Generalmente, per dialogo si intende il discorso diretto tra due o più personaggi, ma si può intendere anche il discorso diretto del personaggio con il proprio io, per esempio, o anche con i lettori (in questo senso un romanzo in prima persona può diventare un lungo dialogo narratore-lettore). Ma, soprattutto, il dialogo è uno dei modi in cui la storia procede e si sviluppa. La forza di un dialogo consiste nel fatto che il lettore viene coinvolto direttamente nella vicenda e partecipa dello scambio di battute come se fosse presente sulla scena.
Prima di tutto un dialogo ben scritto è “azione”, cioé spinge la storia in avanti, fa accadere qualcosa a uno dei livelli di struttura, per esempio sviluppo del personaggio, ma anche comprensione della trama e così via.

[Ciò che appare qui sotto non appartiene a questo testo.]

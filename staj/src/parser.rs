// SPDX-License-Identifier: Apache-2.0

//! The grammar engine: turns tokens into structural events, one per call.

use log::{debug, trace};

use crate::parse_error::Expected;
use crate::tokenizer::{Token, Tokenizer};
use crate::{CharSource, Event, ParseError, ParserOptions, Position, PullParser};

/// One entry of the parse state stack
#[derive(Debug, Clone, Copy, PartialEq, Eq)]
enum Frame {
    /// Right after `[`: a value or `]`
    ArrayStart,
    /// Right after `{`: a key or `}`
    ObjectStart,
    /// After a key: `:` and then the member value
    AfterKey,
    /// After an array element: `,` or `]`
    ArrayAfterValue,
    /// After an object member: `,` or `}`
    ObjectAfterValue,
}

/// Where the parser stands relative to the root value
#[derive(Debug, Clone, Copy, PartialEq, Eq)]
enum Phase {
    /// Before or inside the root value
    Document,
    /// The root value closed; only the end of input may follow
    Trailing,
    /// `End` was produced, or parsing failed
    Done,
}

/// A pull parser producing one [`Event`] per call.
///
/// The document root must be an object or an array. Nested containers are
/// not expanded eagerly: a `StartObject` or `StartArray` is returned on its
/// own and the caller asks again to descend into it.
///
/// # Example
/// ```
/// use staj::{Event, Parser, PullParser, StrSource};
///
/// let mut parser = Parser::new(StrSource::from(r#"{"a": [1.50]}"#));
/// assert_eq!(parser.next_event(), Ok(Event::StartObject));
/// assert_eq!(parser.next_event(), Ok(Event::key("a")));
/// assert_eq!(parser.next_event(), Ok(Event::StartArray));
/// assert_eq!(parser.next_event(), Ok(Event::number("1.50")));
/// assert_eq!(parser.next_event(), Ok(Event::EndArray));
/// assert_eq!(parser.next_event(), Ok(Event::EndObject));
/// assert_eq!(parser.next_event(), Ok(Event::End));
/// ```
pub struct Parser<S> {
    tokenizer: Tokenizer<S>,
    stack: Vec<Frame>,
    /// Containers currently open
    depth: usize,
    phase: Phase,
    options: ParserOptions,
}

impl<S: CharSource> Parser<S> {
    /// Creates a parser with default options
    pub fn new(source: S) -> Self {
        Self::with_options(source, ParserOptions::default())
    }

    pub fn with_options(source: S, options: ParserOptions) -> Self {
        Self {
            tokenizer: Tokenizer::new(source),
            stack: Vec::new(),
            depth: 0,
            phase: Phase::Document,
            options,
        }
    }

    /// Number of containers currently open
    pub fn depth(&self) -> usize {
        self.depth
    }

    /// Position of the next unread character
    pub fn position(&self) -> Position {
        self.tokenizer.position()
    }

    /// Runs one transition of the state machine
    fn step(&mut self) -> Result<Event, ParseError> {
        let token = self.tokenizer.next_token()?;

        let Some(frame) = self.stack.last().copied() else {
            return match (self.phase, token) {
                (_, Token::End) => Ok(Event::End),
                (Phase::Document, Token::OpenBrace) => {
                    self.open(Frame::ObjectStart, Event::StartObject)
                }
                (Phase::Document, Token::OpenBracket) => {
                    self.open(Frame::ArrayStart, Event::StartArray)
                }
                (Phase::Document, other) => Err(self.unexpected(Expected::Root, &other)),
                (_, other) => Err(self.unexpected(Expected::EndOfInput, &other)),
            };
        };

        match frame {
            Frame::ArrayStart => {
                self.stack.pop();
                if token == Token::CloseBracket {
                    return Ok(self.close(Event::EndArray));
                }
                self.stack.push(Frame::ArrayAfterValue);
                self.value(token, Expected::ValueOrEndArray)
            }
            Frame::ObjectStart => {
                self.stack.pop();
                if token == Token::CloseBrace {
                    return Ok(self.close(Event::EndObject));
                }
                self.stack.push(Frame::ObjectAfterValue);
                self.key(token, Expected::KeyOrEndObject)
            }
            Frame::AfterKey => match token {
                Token::Colon => {
                    self.stack.pop();
                    let next = self.tokenizer.next_token()?;
                    self.value(next, Expected::Value)
                }
                other => Err(self.unexpected(Expected::Colon, &other)),
            },
            Frame::ArrayAfterValue => match token {
                Token::Comma => {
                    let next = self.tokenizer.next_token()?;
                    self.value(next, Expected::Value)
                }
                Token::CloseBracket => {
                    self.stack.pop();
                    Ok(self.close(Event::EndArray))
                }
                other => Err(self.unexpected(Expected::CommaOrEndArray, &other)),
            },
            Frame::ObjectAfterValue => match token {
                Token::Comma => {
                    let next = self.tokenizer.next_token()?;
                    self.key(next, Expected::Key)
                }
                Token::CloseBrace => {
                    self.stack.pop();
                    Ok(self.close(Event::EndObject))
                }
                other => Err(self.unexpected(Expected::CommaOrEndObject, &other)),
            },
        }
    }

    /// Maps a value-starting token to its event, opening a container if needed
    fn value(&mut self, token: Token, expected: Expected) -> Result<Event, ParseError> {
        match token {
            Token::OpenBrace => self.open(Frame::ObjectStart, Event::StartObject),
            Token::OpenBracket => self.open(Frame::ArrayStart, Event::StartArray),
            Token::Null => Ok(Event::Null),
            Token::True => Ok(Event::True),
            Token::False => Ok(Event::False),
            Token::String(text) => Ok(Event::String(text)),
            Token::Number(number) => Ok(Event::Number(number)),
            other => Err(self.unexpected(expected, &other)),
        }
    }

    fn key(&mut self, token: Token, expected: Expected) -> Result<Event, ParseError> {
        match token {
            Token::String(key) => {
                self.stack.push(Frame::AfterKey);
                Ok(Event::Key(key))
            }
            other => Err(self.unexpected(expected, &other)),
        }
    }

    fn open(&mut self, frame: Frame, event: Event) -> Result<Event, ParseError> {
        if let Some(max_depth) = self.options.max_depth {
            if self.depth >= max_depth {
                return Err(ParseError::MaxDepthExceeded {
                    max_depth,
                    position: self.tokenizer.token_start(),
                });
            }
        }
        self.stack.push(frame);
        self.depth += 1;
        Ok(event)
    }

    /// Accounts for a container whose frame was just popped
    fn close(&mut self, event: Event) -> Event {
        self.depth -= 1;
        event
    }

    fn unexpected(&self, expected: Expected, found: &Token) -> ParseError {
        ParseError::UnexpectedToken {
            expected,
            found: found.kind(),
            position: self.tokenizer.token_start(),
        }
    }
}

impl<S: CharSource> PullParser for Parser<S> {
    fn next_event(&mut self) -> Result<Event, ParseError> {
        if self.phase == Phase::Done {
            return Err(ParseError::Exhausted);
        }

        match self.step() {
            Ok(event) => {
                if event == Event::End {
                    debug!("end of document at {}", self.tokenizer.token_start());
                    self.phase = Phase::Done;
                } else if self.stack.is_empty() {
                    self.phase = Phase::Trailing;
                }
                trace!("event {event}");
                Ok(event)
            }
            Err(err) => {
                self.phase = Phase::Done;
                Err(err)
            }
        }
    }
}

Un dialogo deve essere naturale e verosimile (a meno di voluti effetti di comicità o assurdità), e deve evitare espressioni ovvie e banali che rientrano nella conversazione quotidiana. Il fatto che non deve essere banale, non vuol dire che debba diventare un laboratorio per parole e termini desueti o troppo tecnici: come sempre serve equilibrio.
Nel racconto Due loschi individui, Ernest Hemingway descrive l’ingresso di due persone in una tavola calda. Non li delinea nel dettaglio, ma ne rende chiara personalità e profilo psicologico attraverso lo scambio di battute:
La porta della tavola calda di Henry si aprì ed entrarono due uomini. Si sedettero al banco.
«Cosa prendete?» gli domandò George.
«Non so» disse uno dei due. «Cosa vuoi mangiare, Al?»
«Non so» disse Al. «Non lo so cosa voglio mangiare.»
Fuori stava facendosi buio. Il lampione si accese davanti alla vetrina. I due uomini al banco leggevano il menù. Dall’altro capo del banco Nick Adams li guardava. Stava parando con George quando erano entrati.
«Una braciola di maiale con salsa di mele e purè di patate» disse il primo.
«Non è ancora pronto.»
«Allora perché lo metti sulla carta?»
«Quello è per la cena» spiegò George. «Si può avere alle sei.»
George guardò l’orologio appeso al muro dietro il banco.
«Sono le cinque.»
«L’orologio fa le cinque e venti» disse il secondo uomo.
«Va avanti di venti minuti.»
«Oh, all’inferno l’orologio» disse il primo. «Cos’hai da mangiare?»
«Posso darvi panini di ogni genere» disse George. «Potete prendere uova e prosciutto, uova e pancetta, fegato e pancetta oppure una bistecca.»
«Dammi delle crocchette di pollo con piselli, besciamella e purè di patate.»
«È per la cena.»
«Tutto quello che vogliamo è per la cena, eh? È così che la metti?»
Nel dialogo di Hemingway l’effetto più immediato è il ritmo, ottenuto grazie a un rapido botta e risposta, ma non è detto che tutti i dialoghi debbano svilupparsi tutti con un ritmo elevato, in certi casi possono essere molto più efficaci delle pause, magari delle esitazioni o delle prevalenze, quando uno dei personaggi prevale sugli altri, effetto che si ottiene attribuendogli battute più lunghe. Certamente sono da evitare le battute ovvie o superflue che “riempiono la pagina” senza aggiungere nulla di nuovo o far progredire uno dei livelli della narrazione.
Infine, un dialogo interessante contiene sempre un conflitto, per esempio i personaggi che parlano sostengono opinioni diverse, oppure sono mossi da motivazioni e intenzioni discordi che emergono nelle battute anche in modo implicito. Spesso i conflitti sono molto profondi e il dialogo riesce a smuovere livello consapevole e inconsapevole dei personaggi, così come conscio e inconscio del lettore.